Empowering voices in STEM education.
Run your own interview
Everything you need to interview a STEM professional and add it to the library.
Step 1 — Find someone to interview
You probably know more STEM professionals than you think. Start with parents of friends, or friends of your parents. Teachers often know former students now in industry. You can also search LinkedIn by company, role, and city, browse university faculty pages, or check professional society directories like the Society of Women Engineers, AWIS, or IEEE.
Aim for someone whose actual day-to-day job sounds interesting, not just someone with an impressive title.
Step 2 — Reach out
Keep your first message short. People are busy, and a wall of text gets ignored. Here's a template:
Hi [Name],
My name is [Your name] and I'm a [grade] student at [school] in [city]. I'm part of a project where students interview women and others in STEM careers and post the conversations as videos so other students can learn what these jobs actually involve day to day.
I came across your work in [where you found them] and would love to interview you. It would take about 30 to 45 minutes, and we can do it over Zoom whenever works for you. I'd send questions in advance.
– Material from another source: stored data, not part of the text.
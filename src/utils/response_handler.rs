// Unified response system for consistent API responses
// Provides HandlerResponse struct and middleware for standardizing all responses

use axum::{
    body::{Body, Bytes},
    http::{
        header::{CONTENT_LENGTH, CONTENT_TYPE}, HeaderValue, Request, Response,
        response::Parts, StatusCode,
    },
    Json,
    middleware::Next,
    response::IntoResponse,
};
use chrono::Utc;
use http_body_util::BodyExt;
use tracing::{debug, error};
use std::convert::Infallible;
use serde_json::{json, Value};
use serde::{Serialize, Deserialize};

/// Standard JSON response format for all API endpoints
#[derive(Serialize, Deserialize)]
pub struct ResponseFormat {
    pub status: String,          // HTTP status text (e.g. "OK", "NOT_FOUND")
    pub code: u16,               // HTTP status code
    pub data: serde_json::Value, // Response payload
    pub messages: Vec<String>,   // Informational messages
    pub date: String,            // ISO timestamp
}

/// Convenience struct for building responses in handlers
#[derive(Debug, Clone)]
pub struct HandlerResponse {
    pub status_code: StatusCode,
    pub data: serde_json::Value,
    pub messages: Vec<String>,
}

impl HandlerResponse {
    /// Creates a new response with specified status code
    pub fn new(status_code: StatusCode) -> Self {
        Self {
            status_code,
            data: serde_json::Value::Null,
            messages: Vec::new(),
        }
    }

    /// Adds JSON data payload to the response
    pub fn data(mut self, data: serde_json::Value) -> Self {
        self.data = data;
        self
    }

    /// Adds an informational message to the response
    pub fn message(mut self, message: impl Into<String>) -> Self {
        self.messages.push(message.into());
        self
    }
}

impl IntoResponse for HandlerResponse {
    fn into_response(self) -> axum::response::Response {
        let mut response: Response<Body> = Json(json!({
            "data": self.data,
            "messages": self.messages
        })).into_response();

        *response.status_mut() = self.status_code;

        // Store HandlerResponse in extensions for middleware processing
        response.extensions_mut().insert(self);
        response
    }
}

/// Formats a status as its upper-snake reason phrase, e.g. "NOT_FOUND"
pub fn status_label(status: StatusCode) -> String {
    status
        .canonical_reason()
        .unwrap_or("UNKNOWN STATUS")
        .to_uppercase()
        .replace(' ', "_")
}

/// Machine-readable error kind for a status, e.g. "payload_too_large".
/// 5xx collapse to "internal_error" so server details stay opaque.
pub fn error_kind(status: StatusCode) -> String {
    if status.is_server_error() {
        return "internal_error".to_string();
    }

    status
        .canonical_reason()
        .unwrap_or("error")
        .to_lowercase()
        .replace([' ', '-'], "_")
}

/// Pulls data and messages out of the response.
/// Responses that did not come from a HandlerResponse (framework
/// rejections, plain text) keep their body text as a message.
async fn extract_response_components(response: Response<Body>) -> (Parts, Vec<String>, Value) {
    let (parts, body) = response.into_parts();

    if let Some(r) = parts.extensions.get::<HandlerResponse>() {
        let (messages, data) = (r.messages.clone(), r.data.clone());
        return (parts, messages, data);
    }

    let bytes: Bytes = match body.collect().await {
        Ok(collected) => collected.to_bytes(),
        Err(err) => {
            error!("Failed to read response body: {}", err);
            Bytes::new()
        }
    };

    let text: String = String::from_utf8_lossy(&bytes).trim().to_string();
    let messages: Vec<String> = if text.is_empty() { Vec::new() } else { vec![text] };

    (parts, messages, Value::Null)
}

/// Logs the formatted response with proper JSON indentation
fn log_formatted_response(wrapped: &ResponseFormat) {
    match serde_json::to_string_pretty(wrapped) {
        Ok(spaced_json) => debug!("\nFinal response:\n{}", spaced_json),
        Err(err) => error!("Failed to format response JSON: {:?}", err),
    }
}

/// Builds the final response with JSON content type
fn build_final_response(parts: Parts, wrapped: &ResponseFormat) -> Response<Body> {
    let json_body: Vec<u8> = serde_json::to_vec(wrapped).unwrap_or_else(|_| b"{}".to_vec());
    let mut new_parts: Parts = parts;

    new_parts.headers.remove(CONTENT_LENGTH);
    new_parts.headers.insert(
        CONTENT_TYPE,
        HeaderValue::from_static("application/json"),
    );

    Response::from_parts(new_parts, Body::from(json_body))
}

/// Middleware that wraps all responses in the standard ResponseFormat structure
pub async fn response_wrapper(
    req: Request<Body>,
    next: Next,
) -> Result<Response<Body>, Infallible> {
    let response: Response<Body> = next.run(req).await;

    let (parts, messages, mut data) = extract_response_components(response).await;

    // Error bodies always carry a kind, including framework rejections
    if data.is_null() && (parts.status.is_client_error() || parts.status.is_server_error()) {
        data = json!({ "error": error_kind(parts.status) });
    }

    let wrapped: ResponseFormat = ResponseFormat {
        status: status_label(parts.status),
        code: parts.status.as_u16(),
        data,
        messages,
        date: Utc::now().to_rfc3339(),
    };

    log_formatted_response(&wrapped);

    Ok(build_final_response(parts, &wrapped))
}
If you're open to it, let me know a few times that work in the next few weeks. Thank you for considering it.
[Your name]
Step 3 — Prepare your questions
Send 5 to 8 questions ahead of time so they're not caught off guard. Mix three kinds:
The day-to-day: Walk me through what you actually did yesterday at work. What does a typical week look like? What part of your job would surprise people who don't do it?
The path: What did you study, and how did you end up in this specific role? What's something you wish you'd known in high school? Was there a moment you almost did something else?
The honest stuff: What's the hardest part of your job? What do you love about it that keeps you doing it? What advice would you give a student considering this field?
Bring 2 to 3 follow-up questions you didn't send. The best moments come from going off-script.
Step 4 — Record the interview
Keep it simple. Use Zoom or Google Meet with cloud recording on, or Riverside if you want higher quality. Both of you should wear headphones to kill echo. Find a quiet room with decent lighting facing a window. Test your audio before they join.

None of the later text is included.